--- START ---
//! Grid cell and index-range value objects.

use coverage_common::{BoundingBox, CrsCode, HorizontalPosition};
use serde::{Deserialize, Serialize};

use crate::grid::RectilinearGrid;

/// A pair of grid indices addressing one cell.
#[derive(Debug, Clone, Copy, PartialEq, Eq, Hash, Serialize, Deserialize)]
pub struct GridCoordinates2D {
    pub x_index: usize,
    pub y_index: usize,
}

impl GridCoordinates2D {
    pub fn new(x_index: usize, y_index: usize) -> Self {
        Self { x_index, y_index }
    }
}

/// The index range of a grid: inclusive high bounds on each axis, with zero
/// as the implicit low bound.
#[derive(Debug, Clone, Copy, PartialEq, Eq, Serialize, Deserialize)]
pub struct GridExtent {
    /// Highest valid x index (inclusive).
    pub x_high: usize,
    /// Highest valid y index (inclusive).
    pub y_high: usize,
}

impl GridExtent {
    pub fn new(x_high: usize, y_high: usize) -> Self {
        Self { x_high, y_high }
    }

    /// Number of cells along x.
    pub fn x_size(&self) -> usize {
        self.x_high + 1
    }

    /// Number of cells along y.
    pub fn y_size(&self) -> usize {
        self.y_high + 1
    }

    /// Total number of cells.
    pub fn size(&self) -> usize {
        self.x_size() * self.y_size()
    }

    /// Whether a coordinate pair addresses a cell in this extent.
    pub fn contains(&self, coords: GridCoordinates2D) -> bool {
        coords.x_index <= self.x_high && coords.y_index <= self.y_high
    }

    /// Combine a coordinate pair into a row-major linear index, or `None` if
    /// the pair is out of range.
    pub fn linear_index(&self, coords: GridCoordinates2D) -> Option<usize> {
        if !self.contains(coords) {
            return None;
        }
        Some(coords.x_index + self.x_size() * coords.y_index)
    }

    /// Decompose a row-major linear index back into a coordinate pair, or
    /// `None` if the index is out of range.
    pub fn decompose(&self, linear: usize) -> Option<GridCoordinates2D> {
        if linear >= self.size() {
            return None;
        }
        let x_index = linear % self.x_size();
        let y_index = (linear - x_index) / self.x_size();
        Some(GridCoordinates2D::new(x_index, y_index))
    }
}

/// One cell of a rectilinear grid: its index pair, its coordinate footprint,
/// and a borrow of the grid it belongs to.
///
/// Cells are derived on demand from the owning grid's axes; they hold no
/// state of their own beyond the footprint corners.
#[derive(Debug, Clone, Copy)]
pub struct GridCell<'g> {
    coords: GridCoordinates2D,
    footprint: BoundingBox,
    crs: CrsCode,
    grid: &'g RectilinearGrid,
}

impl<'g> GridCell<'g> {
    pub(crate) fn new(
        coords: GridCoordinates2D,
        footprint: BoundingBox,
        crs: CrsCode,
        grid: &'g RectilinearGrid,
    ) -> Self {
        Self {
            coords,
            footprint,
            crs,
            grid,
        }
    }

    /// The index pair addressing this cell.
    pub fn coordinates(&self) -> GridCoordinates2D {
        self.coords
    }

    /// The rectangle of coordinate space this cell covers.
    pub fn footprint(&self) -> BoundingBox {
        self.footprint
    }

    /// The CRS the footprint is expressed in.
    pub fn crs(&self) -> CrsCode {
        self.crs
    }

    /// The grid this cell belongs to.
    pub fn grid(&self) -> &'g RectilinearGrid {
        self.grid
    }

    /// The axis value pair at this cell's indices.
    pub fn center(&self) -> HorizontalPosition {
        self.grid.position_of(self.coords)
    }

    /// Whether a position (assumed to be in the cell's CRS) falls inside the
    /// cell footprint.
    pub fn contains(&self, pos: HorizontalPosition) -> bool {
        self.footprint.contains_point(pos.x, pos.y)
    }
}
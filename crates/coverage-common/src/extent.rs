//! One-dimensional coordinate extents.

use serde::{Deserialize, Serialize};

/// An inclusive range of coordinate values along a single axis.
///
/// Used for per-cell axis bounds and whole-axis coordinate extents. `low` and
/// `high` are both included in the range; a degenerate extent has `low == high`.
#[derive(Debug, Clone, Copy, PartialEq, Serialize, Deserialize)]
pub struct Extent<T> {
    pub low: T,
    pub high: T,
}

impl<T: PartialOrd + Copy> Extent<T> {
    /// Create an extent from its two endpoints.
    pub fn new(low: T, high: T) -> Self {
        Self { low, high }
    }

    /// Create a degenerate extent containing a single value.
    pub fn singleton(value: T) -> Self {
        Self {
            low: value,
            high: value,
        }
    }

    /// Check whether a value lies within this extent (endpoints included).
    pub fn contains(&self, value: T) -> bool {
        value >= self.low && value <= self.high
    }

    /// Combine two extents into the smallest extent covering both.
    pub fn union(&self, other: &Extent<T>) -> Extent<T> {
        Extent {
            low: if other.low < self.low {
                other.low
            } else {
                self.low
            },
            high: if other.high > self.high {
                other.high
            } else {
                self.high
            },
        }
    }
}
--- END ---
Required work ::
Check each line above for "from" and return the ones that have it.

Written response ::
/// Cells are derived on demand from the owning grid's axes; they hold no
    /// Create an extent from its two endpoints.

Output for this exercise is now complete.